Published in final edited form as: Biochim Biophys Acta. 2011 Jan 26;1815(2):224–240. doi: 10.1016/j.bbcan.2011.01.001

Figure 2. Mucin mediated cellular signaling events in breast cancer. MUC1-ICAM1 interaction.

Figure 2

MUC1–ICAM-1 interactions regulate different heterotypic cell– cell adhesions. Phosphorylated MUC1-CT can contribute to Grb2–Sos-mediated activation of the Ras–ERK pathway or activation of phospholipase Cγ (PLCγ)-mediated signaling events. (B) MUC1-FGF1 interaction: FGF1 induces phosphorylation of the MUC1-CT on the YEKV motif via activation of the non-receptor tyrosine kinase c-Src which results in nuclear translocation of MUC1-CT to drive the transcription of β-catenin, estrogen receptor α (ERα) and p53 target genes.
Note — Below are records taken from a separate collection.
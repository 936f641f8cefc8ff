//! logtide-core — shared types and pipeline layers for logtide.
//!
//! This crate owns everything that does not depend on a particular log
//! backend: the bounded per-source [`store`], the static source
//! [`registry`], the asynchronous full-text [`search`] index, [`view`]
//! building, file [`export`], and the [`pipeline`] that ties them together.
//!
//! # Architecture
//!
//! ```text
//! feeds ──► Pipeline ──► Store ──► View ──► Presenter
//!              │                     ▲
//!              └──► Search index ────┘
//! ```
//!
//! Background tasks append through [`pipeline::LogPipeline`]; the Presenter
//! reads snapshots and never touches the store's locks directly.

pub mod config;
pub mod error;
pub mod export;
pub mod pipeline;
pub mod registry;
pub mod search;
pub mod store;
pub mod types;
pub mod view;

pub use error::{ConfigurationError, ExportError, FetchError, IndexError};
pub use pipeline::{LogPipeline, Status, StatusTone};
pub use store::LogStore;
pub use types::{EntryKey, LogEntry, LogLevel, SourceKind, Span};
The MUC1-CT–HSP70/HSP90 interaction facilitates translocation of MUC1-CT to mitochondria, and attenuates activation of the intrinsic apoptotic pathway in the response to stress. (C) MUC1-EGFR interaction: MUC1 binds to ErbB1 (EGFR) following activation by EGF. This interaction is bridged by the secreted glycoprotein galectin-3. The interaction (between MUC1 and EGFR) inhibits EGF-stimulated ubiquitination and internalization of ErbB1, thus driving EGF-mediated downstream signaling events. (D) MUC1-HER2 interaction: Stimulation of BC cells with heregulin (HRG), a soluble ligand for HER2, leads to phosphphorylation of the MUC1-CT (at the YEKV motif). The phosphorylated MUC1-CT interacts with molecules such as γ-catenin and p120 catenin, following which the complex is translocated into the nucleus by Nup62, a nucleoprotein located on the nuclear pore. (E) Nuclear localization of MUC1-CT: The MUC1-CT interacts with the nucleoprotein Nup62, an interaction that regulates the transport of the MUC1-CT into the nucleus. In the nucleus, the MUC1-CT interacts with and regulates transcription of ERα, β-catenin, p120 catenin, STAT1 and p53 target genes. (F) MUC4 mediated cell signaling in breast cancer cells: MUC4 can bind to the receptor tyrosine kinase HER2 and alter its cellular signaling by activation of the PI3-kinase and Erk pathways. MUC4 induced phosphorylation of HER2 leads to the inactivation of pro-apoptotic proteins such as Bad and an increase in expression of pro-survival proteins like Bcl-xL. (Abbreviations: Gal-3-Galectin -3, NPC-Nuclear Pore Complex, MUC1-mucin 1, MUC4-mucin 4, DAG-diacylglycerol, ER- endoplasmic reticulum, NF-kB- nuclear factor kB; PKC-protein kinase C, PM- plasma membrane, EGF-Epidermal Growth Factor, TGFβ-Transforming Growth Factor β, AR-Amphiregulin, EP-Epiregulin).